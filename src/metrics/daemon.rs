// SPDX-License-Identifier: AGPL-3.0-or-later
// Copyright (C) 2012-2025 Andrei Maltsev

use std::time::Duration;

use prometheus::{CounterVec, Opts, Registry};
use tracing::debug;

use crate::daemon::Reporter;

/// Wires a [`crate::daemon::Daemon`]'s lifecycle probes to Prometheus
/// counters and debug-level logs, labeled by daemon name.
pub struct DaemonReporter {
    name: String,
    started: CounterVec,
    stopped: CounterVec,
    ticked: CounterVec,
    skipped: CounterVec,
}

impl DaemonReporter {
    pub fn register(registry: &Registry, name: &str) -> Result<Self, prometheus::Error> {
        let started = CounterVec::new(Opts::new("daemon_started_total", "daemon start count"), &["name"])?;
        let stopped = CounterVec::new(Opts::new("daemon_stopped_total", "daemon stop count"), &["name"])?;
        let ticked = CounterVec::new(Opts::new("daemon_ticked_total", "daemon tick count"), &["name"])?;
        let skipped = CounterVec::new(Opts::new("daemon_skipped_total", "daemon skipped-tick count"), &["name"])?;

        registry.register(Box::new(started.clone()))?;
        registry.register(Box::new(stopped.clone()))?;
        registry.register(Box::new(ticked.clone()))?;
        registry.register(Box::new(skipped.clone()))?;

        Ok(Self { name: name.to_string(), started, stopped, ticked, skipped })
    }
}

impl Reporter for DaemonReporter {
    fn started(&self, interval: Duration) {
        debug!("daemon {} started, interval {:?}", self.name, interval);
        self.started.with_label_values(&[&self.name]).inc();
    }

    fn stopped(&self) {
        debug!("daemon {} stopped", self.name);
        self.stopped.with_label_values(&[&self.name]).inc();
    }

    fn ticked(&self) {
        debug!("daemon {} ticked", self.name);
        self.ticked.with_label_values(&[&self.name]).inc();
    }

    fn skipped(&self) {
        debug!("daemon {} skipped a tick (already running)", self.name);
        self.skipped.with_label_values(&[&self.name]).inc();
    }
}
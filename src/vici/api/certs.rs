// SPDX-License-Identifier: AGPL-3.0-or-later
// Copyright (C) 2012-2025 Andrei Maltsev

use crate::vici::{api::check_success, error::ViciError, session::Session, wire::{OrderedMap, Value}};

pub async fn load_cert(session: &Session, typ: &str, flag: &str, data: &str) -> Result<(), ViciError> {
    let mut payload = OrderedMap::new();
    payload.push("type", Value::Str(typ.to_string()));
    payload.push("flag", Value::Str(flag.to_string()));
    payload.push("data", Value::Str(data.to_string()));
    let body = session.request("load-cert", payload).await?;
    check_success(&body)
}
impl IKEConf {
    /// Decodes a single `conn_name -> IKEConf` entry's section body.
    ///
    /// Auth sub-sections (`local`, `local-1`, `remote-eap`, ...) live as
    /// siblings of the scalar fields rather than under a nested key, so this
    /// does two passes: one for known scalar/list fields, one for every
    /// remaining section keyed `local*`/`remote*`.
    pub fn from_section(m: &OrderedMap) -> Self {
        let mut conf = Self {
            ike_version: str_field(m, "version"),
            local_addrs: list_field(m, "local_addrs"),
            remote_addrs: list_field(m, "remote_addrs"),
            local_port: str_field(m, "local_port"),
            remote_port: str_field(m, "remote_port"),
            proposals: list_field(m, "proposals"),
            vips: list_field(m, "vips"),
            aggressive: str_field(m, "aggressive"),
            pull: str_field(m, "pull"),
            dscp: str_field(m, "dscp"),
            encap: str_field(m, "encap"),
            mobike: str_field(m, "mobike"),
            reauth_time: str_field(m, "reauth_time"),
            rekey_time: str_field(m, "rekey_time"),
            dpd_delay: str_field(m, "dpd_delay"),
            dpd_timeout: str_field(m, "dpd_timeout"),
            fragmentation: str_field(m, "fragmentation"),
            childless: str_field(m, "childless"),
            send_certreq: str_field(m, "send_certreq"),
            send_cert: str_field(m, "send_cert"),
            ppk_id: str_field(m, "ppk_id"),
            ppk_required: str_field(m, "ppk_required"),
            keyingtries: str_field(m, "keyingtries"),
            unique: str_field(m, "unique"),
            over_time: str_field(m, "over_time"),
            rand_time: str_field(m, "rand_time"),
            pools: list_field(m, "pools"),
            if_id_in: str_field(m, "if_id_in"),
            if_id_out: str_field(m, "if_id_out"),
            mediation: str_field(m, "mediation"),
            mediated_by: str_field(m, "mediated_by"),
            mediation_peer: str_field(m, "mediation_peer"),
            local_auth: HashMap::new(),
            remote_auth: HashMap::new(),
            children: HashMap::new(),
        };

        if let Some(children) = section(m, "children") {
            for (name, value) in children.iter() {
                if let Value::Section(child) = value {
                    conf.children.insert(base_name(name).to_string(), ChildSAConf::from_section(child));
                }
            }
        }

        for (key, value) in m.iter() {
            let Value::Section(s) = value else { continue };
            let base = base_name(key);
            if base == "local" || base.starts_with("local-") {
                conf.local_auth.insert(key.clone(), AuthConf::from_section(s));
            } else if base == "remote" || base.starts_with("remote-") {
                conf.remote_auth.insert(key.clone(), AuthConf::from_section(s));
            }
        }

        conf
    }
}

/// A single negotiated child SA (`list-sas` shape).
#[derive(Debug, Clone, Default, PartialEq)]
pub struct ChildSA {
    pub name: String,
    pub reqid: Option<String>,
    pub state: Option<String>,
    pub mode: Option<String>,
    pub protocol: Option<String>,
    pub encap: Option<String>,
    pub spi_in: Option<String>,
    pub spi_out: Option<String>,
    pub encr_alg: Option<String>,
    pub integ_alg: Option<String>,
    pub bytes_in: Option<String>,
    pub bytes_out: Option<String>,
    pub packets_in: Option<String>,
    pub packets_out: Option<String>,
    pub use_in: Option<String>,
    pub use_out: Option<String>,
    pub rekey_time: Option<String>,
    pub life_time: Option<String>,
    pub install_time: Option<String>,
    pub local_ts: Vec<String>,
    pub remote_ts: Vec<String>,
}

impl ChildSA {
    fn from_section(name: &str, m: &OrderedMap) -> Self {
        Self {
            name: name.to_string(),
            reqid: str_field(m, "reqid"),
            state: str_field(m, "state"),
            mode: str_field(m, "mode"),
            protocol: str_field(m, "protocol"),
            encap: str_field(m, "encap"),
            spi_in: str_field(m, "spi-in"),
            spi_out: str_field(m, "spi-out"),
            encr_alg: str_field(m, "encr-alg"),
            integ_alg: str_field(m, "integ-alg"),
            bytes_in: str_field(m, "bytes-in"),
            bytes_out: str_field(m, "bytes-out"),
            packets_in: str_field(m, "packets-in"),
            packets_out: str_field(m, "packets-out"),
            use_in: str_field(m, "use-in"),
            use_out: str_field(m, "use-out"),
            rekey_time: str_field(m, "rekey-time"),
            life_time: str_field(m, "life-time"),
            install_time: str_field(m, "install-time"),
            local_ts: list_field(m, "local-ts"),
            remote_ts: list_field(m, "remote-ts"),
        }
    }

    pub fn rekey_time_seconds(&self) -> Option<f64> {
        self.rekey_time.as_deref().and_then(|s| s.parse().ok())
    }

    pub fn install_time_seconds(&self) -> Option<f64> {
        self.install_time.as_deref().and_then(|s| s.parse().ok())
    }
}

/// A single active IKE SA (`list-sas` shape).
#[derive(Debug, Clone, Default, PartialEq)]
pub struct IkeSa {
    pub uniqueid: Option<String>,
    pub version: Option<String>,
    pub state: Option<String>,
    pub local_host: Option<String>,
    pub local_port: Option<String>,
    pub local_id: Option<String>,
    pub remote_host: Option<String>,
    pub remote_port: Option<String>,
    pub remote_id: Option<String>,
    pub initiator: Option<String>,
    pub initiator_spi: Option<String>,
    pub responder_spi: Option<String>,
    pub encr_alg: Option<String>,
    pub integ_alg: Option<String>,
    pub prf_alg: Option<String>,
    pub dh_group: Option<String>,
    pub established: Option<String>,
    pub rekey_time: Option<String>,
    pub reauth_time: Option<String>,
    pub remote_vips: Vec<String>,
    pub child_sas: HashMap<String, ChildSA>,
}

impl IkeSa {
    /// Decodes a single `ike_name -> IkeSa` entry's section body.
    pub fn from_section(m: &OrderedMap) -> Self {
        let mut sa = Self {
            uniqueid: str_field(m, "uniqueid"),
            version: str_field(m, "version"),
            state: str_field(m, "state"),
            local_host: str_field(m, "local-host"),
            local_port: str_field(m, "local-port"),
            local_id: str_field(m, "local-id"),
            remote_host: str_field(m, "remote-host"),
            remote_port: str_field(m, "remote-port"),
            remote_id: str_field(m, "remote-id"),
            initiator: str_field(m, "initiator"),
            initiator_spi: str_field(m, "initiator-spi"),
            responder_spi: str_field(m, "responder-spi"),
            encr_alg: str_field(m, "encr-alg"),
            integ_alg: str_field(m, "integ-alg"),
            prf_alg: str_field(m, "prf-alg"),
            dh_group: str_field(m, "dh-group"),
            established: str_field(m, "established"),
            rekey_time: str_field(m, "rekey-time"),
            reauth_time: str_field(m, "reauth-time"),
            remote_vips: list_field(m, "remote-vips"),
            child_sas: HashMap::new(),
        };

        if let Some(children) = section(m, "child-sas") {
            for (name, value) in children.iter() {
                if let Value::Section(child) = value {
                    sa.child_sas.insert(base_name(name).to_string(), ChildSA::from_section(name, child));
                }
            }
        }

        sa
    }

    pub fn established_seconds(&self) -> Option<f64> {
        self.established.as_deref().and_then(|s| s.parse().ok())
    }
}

...

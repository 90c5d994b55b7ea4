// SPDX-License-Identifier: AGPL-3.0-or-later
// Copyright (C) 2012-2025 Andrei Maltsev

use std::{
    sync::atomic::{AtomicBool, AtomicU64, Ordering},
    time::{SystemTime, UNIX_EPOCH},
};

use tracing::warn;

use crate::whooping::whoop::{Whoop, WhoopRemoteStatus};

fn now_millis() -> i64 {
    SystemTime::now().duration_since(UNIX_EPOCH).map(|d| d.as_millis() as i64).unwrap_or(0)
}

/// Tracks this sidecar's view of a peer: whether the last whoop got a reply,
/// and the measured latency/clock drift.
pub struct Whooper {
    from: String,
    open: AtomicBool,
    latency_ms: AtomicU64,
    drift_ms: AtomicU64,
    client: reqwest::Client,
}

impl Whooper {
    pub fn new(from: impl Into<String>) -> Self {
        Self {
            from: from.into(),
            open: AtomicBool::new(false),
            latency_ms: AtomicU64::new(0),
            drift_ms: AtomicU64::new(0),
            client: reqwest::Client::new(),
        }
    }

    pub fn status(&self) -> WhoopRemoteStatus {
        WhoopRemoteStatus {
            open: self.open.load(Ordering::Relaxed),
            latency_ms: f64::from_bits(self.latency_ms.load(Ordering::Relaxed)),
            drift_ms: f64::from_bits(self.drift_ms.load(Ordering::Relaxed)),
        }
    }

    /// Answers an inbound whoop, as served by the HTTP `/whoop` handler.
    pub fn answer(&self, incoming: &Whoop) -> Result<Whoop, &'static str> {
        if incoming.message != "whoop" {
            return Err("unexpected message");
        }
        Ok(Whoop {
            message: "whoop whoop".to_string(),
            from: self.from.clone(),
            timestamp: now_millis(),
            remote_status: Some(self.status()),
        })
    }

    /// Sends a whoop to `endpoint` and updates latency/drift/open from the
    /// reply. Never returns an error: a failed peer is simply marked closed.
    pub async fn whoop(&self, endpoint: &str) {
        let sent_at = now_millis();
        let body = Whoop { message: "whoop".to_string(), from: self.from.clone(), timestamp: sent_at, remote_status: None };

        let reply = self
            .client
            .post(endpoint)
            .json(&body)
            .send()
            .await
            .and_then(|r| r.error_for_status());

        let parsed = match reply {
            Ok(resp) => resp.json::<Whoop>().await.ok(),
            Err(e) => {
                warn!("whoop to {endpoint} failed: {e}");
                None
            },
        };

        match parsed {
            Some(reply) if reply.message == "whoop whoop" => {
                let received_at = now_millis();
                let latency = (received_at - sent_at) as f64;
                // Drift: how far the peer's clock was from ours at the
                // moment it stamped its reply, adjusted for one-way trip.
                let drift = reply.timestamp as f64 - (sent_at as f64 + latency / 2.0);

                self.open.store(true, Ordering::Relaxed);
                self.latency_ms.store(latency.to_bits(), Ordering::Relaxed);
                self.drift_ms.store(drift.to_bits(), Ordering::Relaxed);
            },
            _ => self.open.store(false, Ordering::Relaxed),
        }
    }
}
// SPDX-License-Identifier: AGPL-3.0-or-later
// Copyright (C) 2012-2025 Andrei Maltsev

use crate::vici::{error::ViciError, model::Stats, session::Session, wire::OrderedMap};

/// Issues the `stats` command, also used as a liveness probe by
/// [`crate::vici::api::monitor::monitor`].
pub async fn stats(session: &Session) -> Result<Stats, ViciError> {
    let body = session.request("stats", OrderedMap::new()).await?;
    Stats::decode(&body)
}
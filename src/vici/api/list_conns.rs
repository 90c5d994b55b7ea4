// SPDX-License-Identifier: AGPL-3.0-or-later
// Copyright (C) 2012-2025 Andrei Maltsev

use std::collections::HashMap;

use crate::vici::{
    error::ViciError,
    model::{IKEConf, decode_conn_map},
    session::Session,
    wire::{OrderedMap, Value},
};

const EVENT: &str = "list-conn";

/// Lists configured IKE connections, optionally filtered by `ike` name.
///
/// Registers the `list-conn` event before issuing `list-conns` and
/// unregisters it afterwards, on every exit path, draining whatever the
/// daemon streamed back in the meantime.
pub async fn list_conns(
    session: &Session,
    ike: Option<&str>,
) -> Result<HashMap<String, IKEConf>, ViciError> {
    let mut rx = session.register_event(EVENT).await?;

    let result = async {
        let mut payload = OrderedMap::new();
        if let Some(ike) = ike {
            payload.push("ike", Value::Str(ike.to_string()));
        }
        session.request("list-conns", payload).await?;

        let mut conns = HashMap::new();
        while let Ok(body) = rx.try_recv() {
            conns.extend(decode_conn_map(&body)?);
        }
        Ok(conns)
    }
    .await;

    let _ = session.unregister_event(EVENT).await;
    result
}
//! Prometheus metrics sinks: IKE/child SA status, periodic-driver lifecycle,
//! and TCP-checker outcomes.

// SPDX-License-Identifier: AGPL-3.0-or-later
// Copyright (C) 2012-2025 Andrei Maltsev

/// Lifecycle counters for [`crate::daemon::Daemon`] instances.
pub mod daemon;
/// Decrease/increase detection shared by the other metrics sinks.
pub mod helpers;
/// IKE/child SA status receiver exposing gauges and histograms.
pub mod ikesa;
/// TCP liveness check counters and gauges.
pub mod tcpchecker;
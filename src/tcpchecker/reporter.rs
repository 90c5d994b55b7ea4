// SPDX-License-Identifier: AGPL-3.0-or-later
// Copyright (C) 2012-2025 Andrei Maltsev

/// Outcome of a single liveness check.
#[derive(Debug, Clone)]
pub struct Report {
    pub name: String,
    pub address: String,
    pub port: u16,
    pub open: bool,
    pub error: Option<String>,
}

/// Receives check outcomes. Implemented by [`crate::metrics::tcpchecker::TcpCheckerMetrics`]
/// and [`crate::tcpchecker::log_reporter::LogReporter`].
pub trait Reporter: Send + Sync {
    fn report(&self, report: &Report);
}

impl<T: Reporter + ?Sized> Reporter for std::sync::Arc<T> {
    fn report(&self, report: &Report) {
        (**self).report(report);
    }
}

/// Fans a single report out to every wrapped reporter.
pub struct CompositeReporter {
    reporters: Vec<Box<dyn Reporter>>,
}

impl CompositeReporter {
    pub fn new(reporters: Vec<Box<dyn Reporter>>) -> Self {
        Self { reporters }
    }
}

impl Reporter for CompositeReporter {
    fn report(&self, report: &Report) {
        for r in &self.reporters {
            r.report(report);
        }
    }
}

--

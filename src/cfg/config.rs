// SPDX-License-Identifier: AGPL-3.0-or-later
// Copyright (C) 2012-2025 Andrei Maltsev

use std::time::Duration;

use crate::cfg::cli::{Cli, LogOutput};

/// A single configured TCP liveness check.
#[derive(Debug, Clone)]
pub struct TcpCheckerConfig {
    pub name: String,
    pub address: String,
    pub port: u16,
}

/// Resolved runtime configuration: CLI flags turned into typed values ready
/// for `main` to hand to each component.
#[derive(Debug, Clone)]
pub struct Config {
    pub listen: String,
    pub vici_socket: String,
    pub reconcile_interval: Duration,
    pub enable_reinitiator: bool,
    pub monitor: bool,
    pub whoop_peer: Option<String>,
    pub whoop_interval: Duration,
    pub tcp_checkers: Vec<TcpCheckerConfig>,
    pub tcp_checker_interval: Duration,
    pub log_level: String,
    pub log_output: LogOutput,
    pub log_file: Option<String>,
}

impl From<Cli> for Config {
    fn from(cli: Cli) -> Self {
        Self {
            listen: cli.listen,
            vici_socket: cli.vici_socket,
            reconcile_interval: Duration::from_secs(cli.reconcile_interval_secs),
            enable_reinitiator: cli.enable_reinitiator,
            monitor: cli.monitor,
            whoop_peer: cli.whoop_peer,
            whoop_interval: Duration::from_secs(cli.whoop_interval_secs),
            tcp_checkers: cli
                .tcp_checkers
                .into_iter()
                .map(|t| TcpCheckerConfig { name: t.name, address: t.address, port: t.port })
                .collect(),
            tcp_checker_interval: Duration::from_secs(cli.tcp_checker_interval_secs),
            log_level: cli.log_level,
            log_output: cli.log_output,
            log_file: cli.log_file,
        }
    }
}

** Exercise **
Wherever the string "model" appears in the entries, copy that line.

** Your solution **
use crate::vici::{error::ViciError, model::Stats, session::Session, wire::OrderedMap};
    model::{IKEConf, decode_conn_map},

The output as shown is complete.